PROBLEM DETAILS: Work through the data below and state how many lines contain "extract", giving that number alone.

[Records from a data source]
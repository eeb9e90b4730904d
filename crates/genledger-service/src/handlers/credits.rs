//! Credit balance and transaction handlers.

use std::sync::Arc;

use axum::extract::{Query, State};
use axum::Json;
use serde::Serialize;

use genledger_core::CreditTransaction;

use super::{split_page, PageQuery};
use crate::auth::AuthUser;
use crate::error::ApiError;
use crate::ledger::Balance;
use crate::state::AppState;

/// Get current credit balance.
pub async fn get_balance(
    State(state): State<Arc<AppState>>,
    auth: AuthUser,
) -> Result<Json<Balance>, ApiError> {
    Ok(Json(state.ledger.get_balance(&auth.user.id).await?))
}

/// Transaction response.
#[derive(Debug, Serialize)]
pub struct TransactionResponse {
    /// Transaction ID.
    pub id: String,
    /// Signed amount (positive = credit, negative = debit).
    pub amount: i64,
    /// Transaction type.
    pub transaction_type: String,
    /// Balance after this transaction.
    pub balance_after: i64,
    /// Description.
    pub description: String,
    /// Metadata.
    pub metadata: serde_json::Value,
    /// Timestamp.
    pub created_at: String,
}

impl From<&CreditTransaction> for TransactionResponse {
    fn from(tx: &CreditTransaction) -> Self {
        Self {
            id: tx.id.to_string(),
            amount: tx.amount,
            transaction_type: tx.transaction_type.as_str().to_string(),
            balance_after: tx.balance_after,
            description: tx.description.clone(),
            metadata: tx.metadata.clone(),
            created_at: tx.created_at.to_rfc3339(),
        }
    }
}

/// List transactions response.
#[derive(Debug, Serialize)]
pub struct ListTransactionsResponse {
    /// Transactions (newest first).
    pub transactions: Vec<TransactionResponse>,
    /// Whether there are more transactions.
    pub has_more: bool,
}

/// List transaction history.
pub async fn list_transactions(
    State(state): State<Arc<AppState>>,
    auth: AuthUser,
    Query(query): Query<PageQuery>,
) -> Result<Json<ListTransactionsResponse>, ApiError> {
    let limit = query.limit();
    let transactions = state
        .ledger
        .list_transactions(&auth.user.id, limit + 1, query.offset)
        .await?;

    let (transactions, has_more) = split_page(transactions, limit);

    Ok(Json(ListTransactionsResponse {
        transactions: transactions.iter().map(TransactionResponse::from).collect(),
        has_more,
    }))
}
//! Generated file and object storage handlers.

use std::sync::Arc;
use std::time::Duration;

use axum::extract::{Path, State};
use axum::Json;
use serde::Serialize;

use genledger_core::{FileId, GeneratedFile, StorageKey, User};

use super::jobs::FileResponse;
use crate::auth::AuthUser;
use crate::error::ApiError;
use crate::state::AppState;

/// Load a file and check the caller owns it, by record and by key.
async fn owned_file(state: &AppState, user: &User, id: &FileId) -> Result<GeneratedFile, ApiError> {
    let file = state
        .store
        .get_file(id)
        .await?
        .ok_or_else(|| ApiError::NotFound(format!("file not found: {id}")))?;

    if file.owner_id != user.id || !file.storage_key.is_owned_by(&user.id) {
        return Err(ApiError::Forbidden);
    }
    Ok(file)
}

/// File metadata with a presigned download URL.
pub async fn get_file(
    State(state): State<Arc<AppState>>,
    auth: AuthUser,
    Path(id): Path<FileId>,
) -> Result<Json<FileResponse>, ApiError> {
    let file = owned_file(&state, &auth.user, &id).await?;

    let ttl = Duration::from_secs(state.config.presign_ttl_seconds);
    let url = state.objects.presign_get(&file.storage_key, ttl).await?;

    let mut response = FileResponse::from(&file);
    response.url = Some(url);
    Ok(Json(response))
}

/// Delete response.
#[derive(Debug, Serialize)]
pub struct DeleteFileResponse {
    /// Whether the file was deleted.
    pub deleted: bool,
}

/// Delete a file's object and record.
pub async fn delete_file(
    State(state): State<Arc<AppState>>,
    auth: AuthUser,
    Path(id): Path<FileId>,
) -> Result<Json<DeleteFileResponse>, ApiError> {
    let file = owned_file(&state, &auth.user, &id).await?;

    state.objects.delete(&file.storage_key).await?;
    state.store.delete_file(&file.id).await?;

    tracing::info!(user_id = %auth.user.id, file_id = %file.id, key = %file.storage_key, "File deleted");

    Ok(Json(DeleteFileResponse { deleted: true }))
}

/// Object listing response.
#[derive(Debug, Serialize)]
pub struct ListObjectsResponse {
    /// Keys under the caller's prefix.
    pub keys: Vec<String>,
}

/// List the caller's objects.
pub async fn list_objects(
    State(state): State<Arc<AppState>>,
    auth: AuthUser,
) -> Result<Json<ListObjectsResponse>, ApiError> {
    let prefix = StorageKey::owner_prefix(&auth.user.id);
    let keys = state
        .objects
        .list(&prefix)
        .await?
        .into_iter()
        .filter(|raw| {
            raw.parse::<StorageKey>()
                .is_ok_and(|key| key.is_owned_by(&auth.user.id))
        })
        .collect();

    Ok(Json(ListObjectsResponse { keys }))
}
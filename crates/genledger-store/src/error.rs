//! Error types for genledger storage.

use genledger_core::CoreError;

/// Result type for storage operations.
pub type Result<T> = std::result::Result<T, StoreError>;

/// Errors that can occur in storage operations.
#[derive(Debug, thiserror::Error)]
pub enum StoreError {
    /// Database operation failed.
    #[error("database error: {0}")]
    Database(String),

    /// Serialization/deserialization failed.
    #[error("serialization error: {0}")]
    Serialization(String),

    /// Record not found.
    #[error("{entity} not found: {id}")]
    NotFound {
        /// Kind of record.
        entity: &'static str,
        /// The id that was looked up.
        id: String,
    },

    /// Insufficient credits for deduction.
    #[error("insufficient credits: available={available}, required={required}")]
    InsufficientCredits {
        /// Current balance.
        available: i64,
        /// Amount requested.
        required: i64,
    },

    /// A record with the same unique key already exists.
    #[error("duplicate record: {key}")]
    Duplicate {
        /// The conflicting key.
        key: String,
    },
}

impl StoreError {
    pub(crate) fn not_found(entity: &'static str, id: impl ToString) -> Self {
        Self::NotFound {
            entity,
            id: id.to_string(),
        }
    }
}

impl From<CoreError> for StoreError {
    fn from(err: CoreError) -> Self {
        Self::Serialization(err.to_string())
    }
}

impl From<serde_json::Error> for StoreError {
    fn from(err: serde_json::Error) -> Self {
        Self::Serialization(err.to_string())
    }
}
//! In-memory object store.

use async_trait::async_trait;
use bytes::Bytes;
use chrono::Utc;
use std::collections::BTreeMap;
use std::time::Duration;
use tokio::sync::RwLock;

use genledger_core::StorageKey;

use super::{ObjectStore, StorageError};

#[derive(Debug, Clone)]
struct StoredObject {
    body: Bytes,
    content_type: String,
}

/// Object store held in process memory.
///
/// Presigned URLs use the `memory://` scheme and are only meaningful to
/// tests.
#[derive(Debug, Default)]
pub struct MemoryObjectStore {
    objects: RwLock<BTreeMap<String, StoredObject>>,
}

impl MemoryObjectStore {
    /// Create an empty store.
    #[must_use]
    pub fn new() -> Self {
        Self::default()
    }

    /// Content type recorded for `key`, if present.
    pub async fn content_type(&self, key: &StorageKey) -> Option<String> {
        self.objects
            .read()
            .await
            .get(&key.to_string())
            .map(|object| object.content_type.clone())
    }
}

#[async_trait]
impl ObjectStore for MemoryObjectStore {
    async fn put(
        &self,
        key: &StorageKey,
        body: Bytes,
        content_type: &str,
    ) -> Result<(), StorageError> {
        self.objects.write().await.insert(
            key.to_string(),
            StoredObject {
                body,
                content_type: content_type.to_string(),
            },
        );
        Ok(())
    }

    async fn get(&self, key: &StorageKey) -> Result<Bytes, StorageError> {
        self.objects
            .read()
            .await
            .get(&key.to_string())
            .map(|object| object.body.clone())
            .ok_or_else(|| StorageError::NotFound(key.to_string()))
    }

    async fn presign_get(&self, key: &StorageKey, ttl: Duration) -> Result<String, StorageError> {
        if !self.objects.read().await.contains_key(&key.to_string()) {
            return Err(StorageError::NotFound(key.to_string()));
        }
        let expires = Utc::now().timestamp().saturating_add_unsigned(ttl.as_secs());
        Ok(format!("memory://{key}?expires={expires}"))
    }

    async fn delete(&self, key: &StorageKey) -> Result<(), StorageError> {
        self.objects.write().await.remove(&key.to_string());
        Ok(())
    }

    async fn list(&self, prefix: &str) -> Result<Vec<String>, StorageError> {
        Ok(self
            .objects
            .read()
            .await
            .range(prefix.to_string()..)
            .take_while(|(key, _)| key.starts_with(prefix))
            .map(|(key, _)| key.clone())
            .collect())
    }
}
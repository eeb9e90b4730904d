//! Job creation, dispatch and polling tests.

mod common;

use std::sync::Arc;
use std::time::Duration;

use axum::http::StatusCode;
use common::{as_user, TestHarness};
use serde_json::json;
use wiremock::matchers::{body_partial_json, method, path, path_regex};
use wiremock::{Mock, MockServer, ResponseTemplate};

use genledger_core::{JobKind, JobSpec, JobStatus, User};
use genledger_service::{jobs, AppState, MemoryObjectStore, ServiceConfig};
use genledger_store::{MemoryStore, Store};

#[tokio::test]
async fn test_create_job_deducts_and_dispatches() {
    let harness = TestHarness::builder().worker().build().await;

    Mock::given(method("POST"))
        .and(path("/jobs"))
        .and(body_partial_json(json!({
            "kind": "image",
            "spec": { "prompt": "a lighthouse at dusk", "quantity": 2 },
            "callback_url": "http://genledger.test/webhooks/image-completion"
        })))
        .respond_with(ResponseTemplate::new(202))
        .expect(1)
        .mount(harness.worker())
        .await;

    let response = harness
        .post("/v1/jobs")
        .json(&json!({ "kind": "image", "prompt": "a lighthouse at dusk", "quantity": 2 }))
        .await;

    response.assert_status_ok();
    let body: serde_json::Value = response.json();
    assert_eq!(body["status"], "INITIALIZING");
    assert_eq!(body["kind"], "image");
    assert_eq!(body["cost"], 20);

    assert_eq!(harness.balance().await, 80);
    let transactions = harness.transactions().await;
    assert_eq!(transactions.len(), 1);
    assert_eq!(transactions[0]["transaction_type"], "USAGE");
    assert_eq!(transactions[0]["amount"], -20);
    assert_eq!(transactions[0]["metadata"]["job_id"], body["id"]);
}

#[tokio::test]
async fn test_insufficient_credits_creates_nothing() {
    let harness = TestHarness::builder().worker().signup_credits(5).build().await;

    Mock::given(method("POST"))
        .and(path("/jobs"))
        .respond_with(ResponseTemplate::new(202))
        .expect(0)
        .mount(harness.worker())
        .await;

    let response = harness
        .post("/v1/jobs")
        .json(&json!({ "kind": "image", "prompt": "too expensive" }))
        .await;

    assert_eq!(response.status_code(), StatusCode::PAYMENT_REQUIRED);
    let body: serde_json::Value = response.json();
    assert_eq!(body["error"]["code"], "insufficient_credits");
    assert_eq!(body["error"]["details"]["available"], 5);
    assert_eq!(body["error"]["details"]["required"], 10);

    let jobs: serde_json::Value = harness.get("/v1/jobs").await.json();
    assert!(jobs["jobs"].as_array().unwrap().is_empty());
    assert_eq!(harness.balance().await, 5);
}

#[tokio::test]
async fn test_invalid_spec_is_rejected_before_charging() {
    let harness = TestHarness::builder().worker().build().await;

    for body in [
        json!({ "kind": "blog", "prompt": "   " }),
        json!({ "kind": "blog", "prompt": "ok", "quantity": 0 }),
        json!({ "kind": "blog", "prompt": "ok", "quantity": 21 }),
    ] {
        let response = harness.post("/v1/jobs").json(&body).await;
        assert_eq!(response.status_code(), StatusCode::BAD_REQUEST);
    }

    assert_eq!(harness.balance().await, 100);
}

#[tokio::test]
async fn test_unknown_kind_is_rejected() {
    let harness = TestHarness::builder().worker().build().await;

    let response = harness
        .post("/v1/jobs")
        .json(&json!({ "kind": "podcast", "prompt": "hello" }))
        .await;

    assert!(response.status_code().is_client_error());
    assert_eq!(harness.balance().await, 100);
}

#[tokio::test]
async fn test_no_worker_configured() {
    let harness = TestHarness::new().await;

    let response = harness
        .post("/v1/jobs")
        .json(&json!({ "kind": "image", "prompt": "a fox" }))
        .await;

    assert_eq!(response.status_code(), StatusCode::SERVICE_UNAVAILABLE);
    assert_eq!(harness.balance().await, 100);
}

#[tokio::test]
async fn test_worker_rejection_fails_job_without_refund() {
    let harness = TestHarness::builder()
        .worker()
        .signup_credits(500)
        .build()
        .await;

    Mock::given(method("POST"))
        .and(path("/jobs"))
        .respond_with(ResponseTemplate::new(500).set_body_string("model offline"))
        .mount(harness.worker())
        .await;

    let response = harness
        .post("/v1/jobs")
        .json(&json!({ "kind": "book", "prompt": "a saga", "quantity": 5 }))
        .await;

    assert_eq!(response.status_code(), StatusCode::BAD_GATEWAY);
    let body: serde_json::Value = response.json();
    assert_eq!(body["error"]["code"], "upstream_rejected");
    let job_id = body["error"]["details"]["job_id"].as_str().unwrap().to_string();

    let job = harness.job(&job_id).await;
    assert_eq!(job["status"], "FAILED");
    assert!(job["error"]
        .as_str()
        .unwrap()
        .starts_with("Dispatch failed"));

    assert_eq!(harness.balance().await, 0);
}

#[tokio::test]
async fn test_unreachable_worker_refunds_when_configured() {
    let harness = TestHarness::builder()
        .worker_url("http://127.0.0.1:1")
        .signup_credits(500)
        .refund_on_dispatch_failure()
        .build()
        .await;

    let response = harness
        .post("/v1/jobs")
        .json(&json!({ "kind": "book", "prompt": "a saga", "quantity": 5 }))
        .await;

    assert_eq!(response.status_code(), StatusCode::SERVICE_UNAVAILABLE);
    let body: serde_json::Value = response.json();
    assert!(body["error"]["details"]["job_id"].is_string());

    assert_eq!(harness.balance().await, 500);
    let transactions = harness.transactions().await;
    assert_eq!(transactions.len(), 2);
    assert_eq!(transactions[0]["transaction_type"], "REFUND");
    assert_eq!(transactions[0]["amount"], 500);
}

#[tokio::test]
async fn test_unreachable_worker_fails_job_without_refund_by_default() {
    let harness = TestHarness::builder()
        .worker_url("http://127.0.0.1:1")
        .signup_credits(500)
        .build()
        .await;

    let response = harness
        .post("/v1/jobs")
        .json(&json!({ "kind": "book", "prompt": "a saga", "quantity": 5 }))
        .await;

    assert_eq!(response.status_code(), StatusCode::SERVICE_UNAVAILABLE);
    let body: serde_json::Value = response.json();
    assert_eq!(body["error"]["code"], "upstream_unavailable");
    let job_id = body["error"]["details"]["job_id"].as_str().unwrap().to_string();

    let job = harness.job(&job_id).await;
    assert_eq!(job["status"], "FAILED");
    assert!(job["error"]
        .as_str()
        .unwrap()
        .starts_with("Dispatch failed"));

    assert_eq!(harness.balance().await, 0);
    let transactions = harness.transactions().await;
    assert_eq!(transactions.len(), 1);
    assert_eq!(transactions[0]["transaction_type"], "USAGE");
}

#[tokio::test]
async fn test_abandoned_request_still_dispatches_charged_job() {
    let worker = MockServer::start().await;
    Mock::given(method("POST"))
        .and(path("/jobs"))
        .respond_with(ResponseTemplate::new(202).set_delay(Duration::from_millis(500)))
        .expect(1)
        .mount(&worker)
        .await;

    let store = Arc::new(MemoryStore::new());
    let config = ServiceConfig {
        worker_url: Some(worker.uri()),
        ..ServiceConfig::default()
    };
    let state = Arc::new(AppState::new(
        store.clone(),
        Arc::new(MemoryObjectStore::new()),
        config,
    ));
    let author = store.insert_user(&User::new("user_abandon", 500)).await.unwrap();

    // The caller gives up while the worker is still answering.
    let abandoned = tokio::time::timeout(
        Duration::from_millis(50),
        jobs::create_job(&state, &author, JobKind::Image, JobSpec::new("a lighthouse")),
    )
    .await;
    assert!(abandoned.is_err());

    tokio::time::sleep(Duration::from_millis(1000)).await;

    let jobs = store.list_jobs_by_author(&author.id, 10, 0).await.unwrap();
    assert_eq!(jobs.len(), 1);
    assert_eq!(jobs[0].status, JobStatus::Processing);
    let balance = store.get_user(&author.id).await.unwrap().unwrap().credits;
    assert_eq!(balance, 490);
}

#[tokio::test]
async fn test_get_job_polls_worker() {
    let harness = TestHarness::builder().worker().build().await;
    harness.accept_dispatch().await;

    Mock::given(method("GET"))
        .and(path_regex(r"^/jobs/.+$"))
        .respond_with(ResponseTemplate::new(200).set_body_json(json!({
            "status": "generating",
            "progress": 40,
            "message": "rendering"
        })))
        .mount(harness.worker())
        .await;

    let job_id = harness.create_job("video", "waves").await;
    let job = harness.job(&job_id).await;

    assert_eq!(job["status"], "GENERATING");
    assert_eq!(job["progress"], 40);
    assert_eq!(job["message"], "rendering");
    assert_eq!(job["files"], json!([]));
}

#[tokio::test]
async fn test_get_job_falls_back_when_poll_fails() {
    let harness = TestHarness::builder().worker().build().await;
    harness.accept_dispatch().await;

    Mock::given(method("GET"))
        .and(path_regex(r"^/jobs/.+$"))
        .respond_with(ResponseTemplate::new(503))
        .mount(harness.worker())
        .await;

    let job_id = harness.create_job("image", "a fox").await;
    let job = harness.job(&job_id).await;

    assert_eq!(job["status"], "INITIALIZING");
    assert_eq!(job["legacy_status"], "processing");
}

#[tokio::test]
async fn test_jobs_are_private() {
    let harness = TestHarness::builder().worker().build().await;
    harness.accept_dispatch().await;

    let job_id = harness.create_job("image", "a fox").await;

    let response = as_user(harness.server.get(&format!("/v1/jobs/{job_id}")), "user_other").await;
    assert_eq!(response.status_code(), StatusCode::FORBIDDEN);

    let others: serde_json::Value = as_user(harness.server.get("/v1/jobs"), "user_other")
        .await
        .json();
    assert!(others["jobs"].as_array().unwrap().is_empty());

    let mine: serde_json::Value = harness.get("/v1/jobs").await.json();
    assert_eq!(mine["jobs"].as_array().unwrap().len(), 1);
}

#[tokio::test]
async fn test_unknown_job_is_not_found() {
    let harness = TestHarness::builder().worker().build().await;

    harness
        .get(&format!("/v1/jobs/{}", genledger_core::JobId::generate()))
        .await
        .assert_status_not_found();
}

TASK SOLUTION: 2